Dealing with Danger: The Toxic Legacy of PFAS Forever Chemicals
| By Ava Wong |
Forever Chemicals Creating Immediate Risks
PFAS, or “Forever Chemicals”, are chemicals found in many everyday products including waterproof jackets, food packaging, firefighting foams, and nonstick pans. They are also commonly used in industrial processes and manufacturing, leading to their continuous presence in household and industrial waste, air emissions, and wastewater discharge. These chemicals are particularly dangerous because they don’t break down and can bioaccumulate in organisms.
According to the North Carolina Environmental Quality department, most Americans have been exposed to PFAS, primarily through drinking water. Scientists have demonstrated that exposure to PFAS have been linked to decreased fertility, increased blood pressure in pregnant women, developmental effects in children, low birth weights, accelerated puberty, bone variations, increased risk of cancer, and limited immune abilities.
Early this year, a U.N. human rights team pointed to a PFAS manufacturing plant in North Carolina as a violation of human rights. A Chemours plant near Fayetteville, they claim, has enabled widespread contamination in the area despite information about the toxic impacts of PFAS on human health and drinking water. The U.N. panel also called out lax enforcement from state and federal regulators, claiming that the EPA had been “captured” by the plant’s current and past owners.
Stakeholders Helping and Hindering Urgent Actions
Chemours, the company manufacturing and discharging the chemicals, argues that PFAS affects nearly every sector of the economy, solving problems that would enable the energy transition, electrify transport, power AI, and combat pandemics, for example. The company opposes proposed European regulations, arguing that it would harm jobs, supply chains, and the ability of the EU to achieve climate objectives. In response to the allegations against its North Carolina plant, the company advocates that these industrial processes produce “vital technologies for green hydrogen, electric vehicles and semiconductor manufacturing.”
Another stakeholders are the individuals affected by PFAS in North Carolina. An organization entitled Clean Cape Fear has championed regulatory efforts, describing an “environmental human rights crisis”. The community action group has demanded company accountability for water treatment and clean-up costs for impacted residents and expressed concern about the company’s plans to expand production to its Fayetteville Works plant and to ship PFAS waste from the Netherlands
The EPA, in its responsibility to regulate these processes, has withdrawn permission for these waste shipments because Chemours provided inaccurate information. They had communicated that they would work in close partnership with the North Carolina Department of Environmental Quality as well as with the company to protect people from dangerous PFAS chemicals.

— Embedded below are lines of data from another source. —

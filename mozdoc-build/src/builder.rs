//! Site build invocation for a single branch.
//!
//! Each step is repeatable: staging creation, skeleton materialization,
//! resource sync, and config merge can all run over the leftovers of an
//! earlier attempt.

use std::path::{Path, PathBuf};

use mozdoc_core::{config, BranchName, RepoSnapshot};
use mozdoc_sync::{resource, staging};

use crate::error::BuildError;
use crate::generator::SiteGenerator;

/// One branch build: consumed by a single generator call.
#[derive(Debug, Clone, PartialEq, Eq)]
pub struct BuildTask {
    pub branch: BranchName,
    /// Docs source directory for this branch (working tree or clone).
    pub source_dir: PathBuf,
    /// Ephemeral staging tree combining skeleton and synced resources.
    pub staging_dir: PathBuf,
    /// `<output>/<branch>` — where the generated site lands.
    pub output_dir: PathBuf,
}

/// Populate a staging tree: skeleton, author resources, merged config.
///
/// Shared between branch builds (`serving = false`) and the serve session
/// (`serving = true`).
pub fn stage(
    source_dir: &Path,
    staging_dir: &Path,
    skeleton: &Path,
    snapshot: &RepoSnapshot,
    serving: bool,
) -> Result<(), BuildError> {
    staging::prepare(staging_dir, skeleton)?;
    resource::sync_all(source_dir, staging_dir)?;

    let mut merged = config::load_config(source_dir)?;
    config::inject_locals(&mut merged, snapshot, serving)?;
    config::write_config(staging_dir, &merged)?;
    Ok(())
}

/// Run one branch build end to end.
///
/// Filesystem staging happens off the async executor; the generator error
/// (if any) is returned to the caller, never thrown.
pub async fn build_branch(
    task: &BuildTask,
    snapshot: &RepoSnapshot,
    skeleton: &Path,
    generator: &dyn SiteGenerator,
) -> Result<(), BuildError> {
    let source_dir = task.source_dir.clone();
    let staging_dir = task.staging_dir.clone();
    let skeleton = skeleton.to_path_buf();
    let snapshot = snapshot.clone();
    tokio::task::spawn_blocking(move || {
        stage(&source_dir, &staging_dir, &skeleton, &snapshot, false)
    })
    .await
    .map_err(|e| BuildError::Join(e.to_string()))??;

    generator.build(&task.staging_dir, &task.output_dir).await?;
    Ok(())
}

#[cfg(test)]
mod tests {
    use tempfile::TempDir;

    use mozdoc_core::BranchName;

    use crate::generator::mock::RecordingGenerator;

    use super::*;

    fn snapshot() -> RepoSnapshot {
        RepoSnapshot {
            current_branch: BranchName::from("main"),
            branches: vec![BranchName::from("main")],
            origin_url: Some("https://github.com/acme/widgets.git".into()),
        }
    }

    fn make_skeleton(root: &Path) -> PathBuf {
        let skeleton = root.join("skeleton");
        std::fs::create_dir_all(skeleton.join("templates")).unwrap();
        std::fs::write(skeleton.join("templates").join("layout.jade"), "layout").unwrap();
        skeleton
    }

    #[tokio::test]
    async fn build_branch_stages_then_invokes_the_generator() {
        let root = TempDir::new().unwrap();
        let source = root.path().join("doc_source");
        std::fs::create_dir_all(source.join("documents")).unwrap();
        std::fs::write(source.join("documents").join("index.md"), "# hi").unwrap();
        let skeleton = make_skeleton(root.path());

        let task = BuildTask {
            branch: BranchName::from("main"),
            source_dir: source.clone(),
            staging_dir: root.path().join("tmp").join("wintersmith"),
            output_dir: root.path().join("build").join("main"),
        };
        let generator = RecordingGenerator::new();

        build_branch(&task, &snapshot(), &skeleton, &generator)
            .await
            .expect("build");

        // Staging carries skeleton, resources, and the merged config.
        assert!(task.staging_dir.join("templates/layout.jade").exists());
        assert!(task.staging_dir.join("contents/index.md").exists());
        let config_text =
            std::fs::read_to_string(task.staging_dir.join("config.json")).unwrap();
        assert!(config_text.contains("\"currentBranch\": \"main\""));
        assert!(config_text.contains("\"serving\": false"));

        assert_eq!(
            generator.calls(),
            vec![(task.staging_dir.clone(), task.output_dir.clone())]
        );
    }

    #[tokio::test]
    async fn generator_failure_is_returned_not_thrown() {
        let root = TempDir::new().unwrap();
        let source = root.path().join("doc_source");
        std::fs::create_dir_all(&source).unwrap();
        let skeleton = make_skeleton(root.path());

        let task = BuildTask {
            branch: BranchName::from("main"),
            source_dir: source,
            staging_dir: root.path().join("tmp").join("wintersmith"),
            output_dir: root.path().join("build").join("main"),
        };
        let generator = RecordingGenerator::new();
        generator.fail_for("main");

        let result = build_branch(&task, &snapshot(), &skeleton, &generator).await;
        assert!(matches!(result, Err(BuildError::Generator(_))));
    }
}
//! Error types for mozdoc-sync.

use std::path::PathBuf;

use thiserror::Error;

/// All errors that can arise from resource sync and staging preparation.
#[derive(Debug, Error)]
pub enum SyncError {
    /// I/O failure, with annotated path for context.
    #[error("I/O error at {path}: {source}")]
    Io {
        path: PathBuf,
        #[source]
        source: std::io::Error,
    },

    /// A path handed to the engine does not live under a resource root.
    #[error("path is not under a resource root: {path}")]
    OutsideResourceRoots { path: PathBuf },

    /// The generator skeleton directory is missing.
    #[error("generator skeleton not found at {path}")]
    SkeletonMissing { path: PathBuf },
}

/// Convenience constructor for [`SyncError::Io`].
pub(crate) fn io_err(path: impl Into<PathBuf>, source: std::io::Error) -> SyncError {
    SyncError::Io {
        path: path.into(),
        source,
    }
}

Leadership And Regulation Needed for Collaborative Solutions
Currently, the main methods of PFAS disposal are landfilling, wastewater treatment, and incineration. However, all of these methods can return the original PFAS or their degradation products back into the environment. Because of the chemicals’ cyclical nature, North Carolina DEQ must prioritize regulations that ensure the human health of its citizens.
The North Carolina DEQ has implemented an action plan including a pilot program to support North Carolina residents with PFAS contamination in private drinking water wells. In 2022, they also scaled upsampling to prepare for the final adoption of the EPA’s proposed drinking water regulation announced in March. They are also requiring PFAS information for new facilities and industries, accelerating rule-making concepts for ground and surface water standards, and collaborating with the scientific community to strengthen relations with academic experts.
A potential solution would be to completely ban the use of PFAS in North Carolina. However, this fails to take into account the need for essential technologies enabling the energy transition. Therefore, regulators must explore varied disposal methods, restrict importation of waste from the Netherlands, and prioritize regulations and reparations resources to promote and protect human health.